Coulter v. Bower

11 Daly 203 | New York Court of Common Pleas | 1882

Van Brunt, J.

The complaint in this action is for the foreclosure of a mortgage, and alleges the giving of a bond conditioned for the payment of $5,450 on the 1st day of May, 1861, with interest thereon at the rate of seven per cent, per annum, and, as collateral security for the payment of such indebtedness, the execution and delivery to the plaintiff of a mortgage upon certain premises in the complaint described, and that the said mortgage contained the same condition as the said bond, and in default of payment *204of the said sum of money, or the interest that might accrue thereon or any part thereof, the plaintiff was thereby empowered to sell, &c.; that the mortgage was recorded ; and that there is now justly due to the plaintiff upon said bond and mortgage the sum of $5,450, together with interest thereon from the 1st of May, 1861.

The defendant' in this action has demurred to said complaint upon the ground among others that the complaint does not state facts sufficient to constitute a cause of action.

The defect complained of is that there is no allegation of default in the performance of the condition of the bond.

It is urged upon the part of the plaintiff in support of the complaint that if the facts set forth are sufficient for the statement of an indebtedness, the cause of. action is complete, arid that upon the trial, in order that the plaintiff should make out a case in the first instance, no other proof would be required than the bond and mortgage themselves, and the evidence of their execution; that the plaintiff is not required to allege any more in his complaint than he will be obliged to prove in orderi to make out ay>rima facie case upon the trial.

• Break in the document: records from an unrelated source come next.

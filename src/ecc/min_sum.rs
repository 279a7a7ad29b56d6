//! Min-sum soft-decision decoding on a binary parity-check matrix.
//!
//! Min-sum approximates belief propagation on the Tanner graph of H by
//! replacing the tanh products of sum-product decoding with sign products and
//! minima. Each iteration runs:
//! 1. Symbol (vertical) update of the symbol-to-check messages Q
//! 2. Check (horizontal) update of the check-to-symbol messages R
//! 3. Likelihoods L = y + column sums of R
//! 4. Hard decision, bit = 1 where L < 0
//! 5. Syndrome check of the hard decision against H
//!
//! The variants only differ in the two combiner functions passed to the
//! shared loop in [`min_sum`]:
//!
//! | Variant | horizontal(m) | vertical(r, y, q) |
//! |---------|---------------|-------------------|
//! | MS      | m             | r + y             |
//! | NMS     | α·m           | r + y             |
//! | OMS     | max(m - β, 0) | r + y             |
//! | SCMS1   | m             | r + y, or 0 on a sign flip against q |
//! | SCMS2   | m             | r + y if it agrees with q, else the mean with q |
//! | 2DNMS   | α·m           | β·r + y           |

use crate::error::{DecodingFailure, Error, Result};
use log::trace;
use ndarray::Array2;
use std::fmt::{Display, Formatter};

/// Default number of decoding iterations
pub const DEFAULT_ITERATIONS: usize = 50;

/// Message combining rule of a min-sum decoder
#[derive(Debug, Clone, Copy, PartialEq)]
pub enum MinSumVariant {
    /// Plain min-sum
    Plain,
    /// Check messages scaled by `alpha`
    Normalized { alpha: f64 },
    /// Check message magnitudes reduced by `beta`, floored at zero
    Offset { beta: f64 },
    /// Symbol messages that flip sign against the previous iteration are erased
    SelfCorrecting1,
    /// Symbol messages that flip sign are averaged with the previous iteration
    SelfCorrecting2,
    /// Check messages scaled by `alpha`, incoming check messages by `beta`
    TwoDimensional { alpha: f64, beta: f64 },
}

impl MinSumVariant {
    pub fn name(&self) -> &'static str {
        match self {
            MinSumVariant::Plain => "MS",
            MinSumVariant::Normalized { .. } => "NMS",
            MinSumVariant::Offset { .. } => "OMS",
            MinSumVariant::SelfCorrecting1 => "SCMS1",
            MinSumVariant::SelfCorrecting2 => "SCMS2",
            MinSumVariant::TwoDimensional { .. } => "2DNMS",
        }
    }

    /// Check node combiner applied to the minimum magnitude of the other edges
    pub fn horizontal(&self, magnitude: f64) -> f64 {
        match *self {
            MinSumVariant::Normalized { alpha } | MinSumVariant::TwoDimensional { alpha, .. } => {
                alpha * magnitude
            }
            MinSumVariant::Offset { beta } => (magnitude - beta).max(0.0),
            MinSumVariant::Plain
            | MinSumVariant::SelfCorrecting1
            | MinSumVariant::SelfCorrecting2 => magnitude,
        }
    }

    /// Symbol node combiner
    ///
    /// # Arguments
    ///
    /// * `incoming` - Sum of the check messages on all other edges of the symbol
    /// * `channel` - Channel observation y of the symbol
    /// * `previous` - Message sent on this edge in the previous iteration
    pub fn vertical(&self, incoming: f64, channel: f64, previous: f64) -> f64 {
        match *self {
            MinSumVariant::TwoDimensional { beta, .. } => beta * incoming + channel,
            MinSumVariant::SelfCorrecting1 => {
                let message = incoming + channel;
                if previous != 0.0 && signum(message) != signum(previous) {
                    0.0
                } else {
                    message
                }
            }
            MinSumVariant::SelfCorrecting2 => {
                let message = incoming + channel;
                if message * previous > 0.0 {
                    message
                } else {
                    (message + previous) / 2.0
                }
            }
            MinSumVariant::Plain
            | MinSumVariant::Normalized { .. }
            | MinSumVariant::Offset { .. } => incoming + channel,
        }
    }
}

impl Display for MinSumVariant {
    fn fmt(&self, f: &mut Formatter<'_>) -> std::fmt::Result {
        write!(f, "{}", self.name())
    }
}

/// Result of a converged min-sum run
#[derive(Debug, Clone, PartialEq)]
pub struct MinSumOutcome {
    /// Hard decision satisfying every parity check
    pub bits: Vec<u8>,
    /// Final likelihoods L
    pub likelihoods: Vec<f64>,
    /// Number of iterations run, starting at 1
    pub iterations: usize,
}

/// Min-sum decoder configuration
#[derive(Debug, Clone, Copy, PartialEq)]
pub struct MinSum {
    variant: MinSumVariant,
    max_iterations: usize,
}

impl MinSum {
    pub fn new(variant: MinSumVariant) -> Self {
        MinSum {
            variant,
            max_iterations: DEFAULT_ITERATIONS,
        }
    }

    /// Set the maximum number of decoding iterations
    pub fn with_max_iterations(mut self, iterations: usize) -> Self {
        self.max_iterations = iterations;
        self
    }

    pub fn variant(&self) -> MinSumVariant {
        self.variant
    }

    pub fn max_iterations(&self) -> usize {
        self.max_iterations
    }

    pub fn name(&self) -> &'static str {
        self.variant.name()
    }

    /// Decode channel observations
    ///
    /// # Arguments
    ///
    /// * `h` - Binary parity-check matrix, one row per check
    /// * `y` - Channel observations, positive for bit 0
    ///
    /// # Returns
    ///
    /// The decoded bits with their likelihoods, or
    /// [`DecodingFailure::NotConverged`] when the iteration budget runs out
    pub fn decode(&self, h: &Array2<u8>, y: &[f64]) -> Result<MinSumOutcome> {
        let variant = self.variant;
        min_sum(
            h,
            y,
            self.max_iterations,
            |magnitude| variant.horizontal(magnitude),
            |incoming, channel, previous| variant.vertical(incoming, channel, previous),
        )
    }
}

impl Default for MinSum {
    fn default() -> Self {
        MinSum::new(MinSumVariant::Plain)
    }
}

impl Display for MinSum {
    fn fmt(&self, f: &mut Formatter<'_>) -> std::fmt::Result {
        write!(f, "{}", self.name())
    }
}

/// Sign as -1, 0 or 1, with zero mapping to zero
fn signum(value: f64) -> f64 {
    if value > 0.0 {
        1.0
    } else if value < 0.0 {
        -1.0
    } else {
        0.0
    }
}

/// Generic min-sum loop
///
/// # Arguments
///
/// * `h` - Binary parity-check matrix
/// * `y` - Channel observations, one per column of `h`
/// * `max_iterations` - Iteration budget
/// * `horizontal` - Check node combiner of the minimum magnitude
/// * `vertical` - Symbol node combiner of (incoming, channel, previous)
pub fn min_sum<H, V>(
    h: &Array2<u8>,
    y: &[f64],
    max_iterations: usize,
    horizontal: H,
    vertical: V,
) -> Result<MinSumOutcome>
where
    H: Fn(f64) -> f64,
    V: Fn(f64, f64, f64) -> f64,
{
    let (m, n) = h.dim();
    if y.len() != n {
        return Err(Error::LengthMismatch {
            what: "channel observations",
            expected: n,
            actual: y.len(),
        });
    }
    if let Some(&entry) = h.iter().find(|&&entry| entry > 1) {
        return Err(Error::InvalidInput(format!(
            "Parity-check matrix entries must be 0 or 1, found {}",
            entry
        )));
    }

    // Sparse adjacency of the Tanner graph
    let mut check_to_var = vec![Vec::new(); m];
    let mut var_to_check = vec![Vec::new(); n];
    for ((row, col), &entry) in h.indexed_iter() {
        if entry == 1 {
            check_to_var[row].push(col);
            var_to_check[col].push(row);
        }
    }

    let mut q = Array2::<f64>::zeros((m, n));
    let mut r = Array2::<f64>::zeros((m, n));

    for iteration in 1..=max_iterations {
        // symbol node update
        let sums = column_sums(&var_to_check, &r);
        for (col, checks) in var_to_check.iter().enumerate() {
            for &row in checks {
                let incoming = sums[col] - r[[row, col]];
                q[[row, col]] = vertical(incoming, y[col], q[[row, col]]);
            }
        }

        // check node update; a check with a single edge pins its bit to 0
        for (row, vars) in check_to_var.iter().enumerate() {
            for &col in vars {
                let mut sign = 1.0;
                let mut minimum = f64::MAX;
                for &other in vars.iter().filter(|&&other| other != col) {
                    let message = q[[row, other]];
                    sign *= signum(message);
                    minimum = minimum.min(message.abs());
                }
                r[[row, col]] = sign * horizontal(minimum);
            }
        }

        let likelihoods: Vec<f64> = column_sums(&var_to_check, &r)
            .iter()
            .zip(y)
            .map(|(sum, channel)| sum + channel)
            .collect();
        let bits = hard_decision(&likelihoods);

        if syndrome_check(h, &bits) {
            trace!("Min-sum converged after {} iterations", iteration);
            return Ok(MinSumOutcome {
                bits,
                likelihoods,
                iterations: iteration,
            });
        }
    }

    trace!("Min-sum did not converge in {} iterations", max_iterations);
    Err(DecodingFailure::NotConverged {
        iterations: max_iterations,
    }
    .into())
}

/// Sum of the check messages on every column, accumulated in row order
fn column_sums(var_to_check: &[Vec<usize>], r: &Array2<f64>) -> Vec<f64> {
    var_to_check
        .iter()
        .enumerate()
        .map(|(col, checks)| checks.iter().map(|&row| r[[row, col]]).sum())
        .collect()
}

/// Bit 1 where the likelihood is negative
pub fn hard_decision(likelihoods: &[f64]) -> Vec<u8> {
    likelihoods.iter().map(|&l| u8::from(l < 0.0)).collect()
}

/// Whether `bits` satisfies every row of `h` modulo 2
pub fn syndrome_check(h: &Array2<u8>, bits: &[u8]) -> bool {
    h.rows().into_iter().all(|row| {
        row.iter()
            .zip(bits)
            .filter(|(&entry, &bit)| entry & bit == 1)
            .count()
            % 2
            == 0
    })
}

#[cfg(test)]
mod tests {
    use super::*;
    use approx::assert_relative_eq;
    use ndarray::array;

    fn hamming() -> Array2<u8> {
        array![
            [1, 1, 1, 0, 1, 0, 0],
            [0, 1, 1, 1, 0, 1, 0],
            [1, 1, 0, 1, 0, 0, 1]
        ]
    }

    fn variants() -> Vec<MinSumVariant> {
        vec![
            MinSumVariant::Plain,
            MinSumVariant::Normalized { alpha: 0.8 },
            MinSumVariant::Offset { beta: 0.15 },
            MinSumVariant::SelfCorrecting1,
            MinSumVariant::SelfCorrecting2,
            MinSumVariant::TwoDimensional {
                alpha: 0.8,
                beta: 0.9,
            },
        ]
    }

    #[test]
    fn test_clean_channel() {
        let h = hamming();
        let outcome = MinSum::default().decode(&h, &[1.0; 7]).unwrap();
        assert_eq!(outcome.bits, vec![0; 7]);
        assert_eq!(outcome.iterations, 1);
        let expected = [3.0, 4.0, 3.0, 3.0, 2.0, 2.0, 2.0];
        for (l, e) in outcome.likelihoods.iter().zip(expected) {
            assert_relative_eq!(*l, e);
        }
    }

    #[test]
    fn test_weak_error_corrected_by_every_variant() {
        let h = hamming();
        let y = [1.0, 0.9, -0.2, 1.1, 0.8, 1.2, 0.7];
        for variant in variants() {
            let outcome = MinSum::new(variant).decode(&h, &y).unwrap();
            assert_eq!(outcome.bits, vec![0; 7], "{}", variant);
            assert_eq!(outcome.iterations, 1, "{}", variant);
        }

        let outcome = MinSum::new(MinSumVariant::Plain).decode(&h, &y).unwrap();
        assert_relative_eq!(outcome.likelihoods[2], 1.5, epsilon = 1e-12);
        assert_relative_eq!(outcome.likelihoods[4], 0.6, epsilon = 1e-12);
    }

    #[test]
    fn test_self_correcting_halves_first_messages() {
        let h = hamming();
        let y = [1.0, 0.9, -0.2, 1.1, 0.8, 1.2, 0.7];
        let outcome = MinSum::new(MinSumVariant::SelfCorrecting2)
            .decode(&h, &y)
            .unwrap();
        let expected = [1.25, 1.05, 0.65, 1.35, 0.7, 1.1, 1.15];
        for (l, e) in outcome.likelihoods.iter().zip(expected) {
            assert_relative_eq!(*l, e, epsilon = 1e-12);
        }
    }

    #[test]
    fn test_not_converged() {
        let h = hamming();
        let y = [-1.0, -1.0, 1.0, 1.0, 1.0, 1.0, 1.0];
        let result = MinSum::default().with_max_iterations(5).decode(&h, &y);
        assert_eq!(
            result,
            Err(DecodingFailure::NotConverged { iterations: 5 }.into())
        );
        assert!(result.unwrap_err().is_decoding_failure());
    }

    #[test]
    fn test_normalized_reaches_other_codeword() {
        let h = hamming();
        let y = [-1.0, -1.0, 1.0, 1.0, 1.0, 1.0, 1.0];
        let outcome = MinSum::new(MinSumVariant::Normalized { alpha: 0.8 })
            .with_max_iterations(20)
            .decode(&h, &y)
            .unwrap();
        assert_eq!(outcome.bits, vec![1, 1, 0, 0, 0, 1, 0]);
        assert_eq!(outcome.iterations, 2);
        assert!(syndrome_check(&h, &outcome.bits));
    }

    #[test]
    fn test_check_with_single_edge() {
        // row 0 forces bit 0 to zero against a negative channel value
        let h = array![[1, 0], [1, 1]];
        let outcome = MinSum::default().decode(&h, &[-1.0, 0.5]).unwrap();
        assert_eq!(outcome.bits, vec![0, 0]);
        assert_eq!(outcome.iterations, 2);
        assert!(outcome.likelihoods.iter().all(|&l| l > 0.0));
    }

    #[test]
    fn test_combiners() {
        let offset = MinSumVariant::Offset { beta: 0.5 };
        assert_relative_eq!(offset.horizontal(0.8), 0.3, epsilon = 1e-12);
        assert_relative_eq!(offset.horizontal(0.2), 0.0);

        let sc1 = MinSumVariant::SelfCorrecting1;
        assert_relative_eq!(sc1.vertical(1.0, 0.5, -0.3), 0.0);
        assert_relative_eq!(sc1.vertical(1.0, 0.5, 0.0), 1.5);
        assert_relative_eq!(sc1.vertical(-1.0, 0.5, -0.3), -0.5);

        let sc2 = MinSumVariant::SelfCorrecting2;
        assert_relative_eq!(sc2.vertical(1.0, 0.5, 0.5), 1.5);
        assert_relative_eq!(sc2.vertical(1.0, 0.5, -0.5), 0.5);

        let two_d = MinSumVariant::TwoDimensional {
            alpha: 0.5,
            beta: 0.25,
        };
        assert_relative_eq!(two_d.horizontal(2.0), 1.0);
        assert_relative_eq!(two_d.vertical(2.0, 1.0, 0.0), 1.5);
    }

    #[test]
    fn test_names() {
        let names: Vec<&str> = variants().iter().map(MinSumVariant::name).collect();
        assert_eq!(names, vec!["MS", "NMS", "OMS", "SCMS1", "SCMS2", "2DNMS"]);
        assert_eq!(MinSum::default().max_iterations(), DEFAULT_ITERATIONS);
    }

    #[test]
    fn test_hard_decision_and_syndrome() {
        assert_eq!(hard_decision(&[0.5, -0.1, 0.0, -3.0]), vec![0, 1, 0, 1]);
        let h = hamming();
        assert!(syndrome_check(&h, &[1, 1, 0, 0, 0, 1, 0]));
        assert!(!syndrome_check(&h, &[1, 0, 0, 0, 0, 0, 0]));
    }

    #[test]
    fn test_invalid_input() {
        let h = hamming();
        assert!(matches!(
            MinSum::default().decode(&h, &[1.0; 6]),
            Err(Error::LengthMismatch { .. })
        ));
        let bad = array![[1, 2], [0, 1]];
        assert!(matches!(
            MinSum::default().decode(&bad, &[1.0, 1.0]),
            Err(Error::InvalidInput(_))
        ));
    }
}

This proposition is undoubtedly true, but the fact that without any denial of the execution of the bond and mortgage it would be necessary for the plaintiff to produce the bond and mortgage upon the trial goes to show that the proper allegations are not contained in the complaint. The fact of the possession of the bond and mortgage by the plaintiff has been held to be evidence and proof that there has been a default in the condition of the bond, if the bond upon its face is overdue, and the failure to produce the bond upon the trial, in the absence of any evidence going to excuse its non-production, has been held to entitle the defendant to judgment because of the failure upon the part of the plaintiff to prove that there has been a default in the performance of the condition of the bond.

It might be very true that, if a suit was brought upon the bond alone, an allegation of default would be unnecessary to entitle a party to a recovery where the bond *205had become due by its terms; but in an action to foreclose a mortgage, the suit is not upon the bond, but to enforce a collateral, and the collateral can only be enforced in case of the failure to perform the condition of the bond; and the rule governing pleadings in regard to contracts is, that if the contract is alleged to be broken, the breach must be averred. ' This is elementary law, and the contract of mortgage between the mortgagor and the mortgagee is only broken on default of the performance of the condition of the bond, and that breach must be alleged in order that the mortgagee may enforce the security which has been given to him to be enforced only upon breach of its condition.

I am of the opinion, therefore, that the demurrer is well taken, and that the complaint is fatally defective in not alleging the breach in the condition of the bond.

The plaintiff, however, may have leave to amend, upon payment of the costs of the demurrer.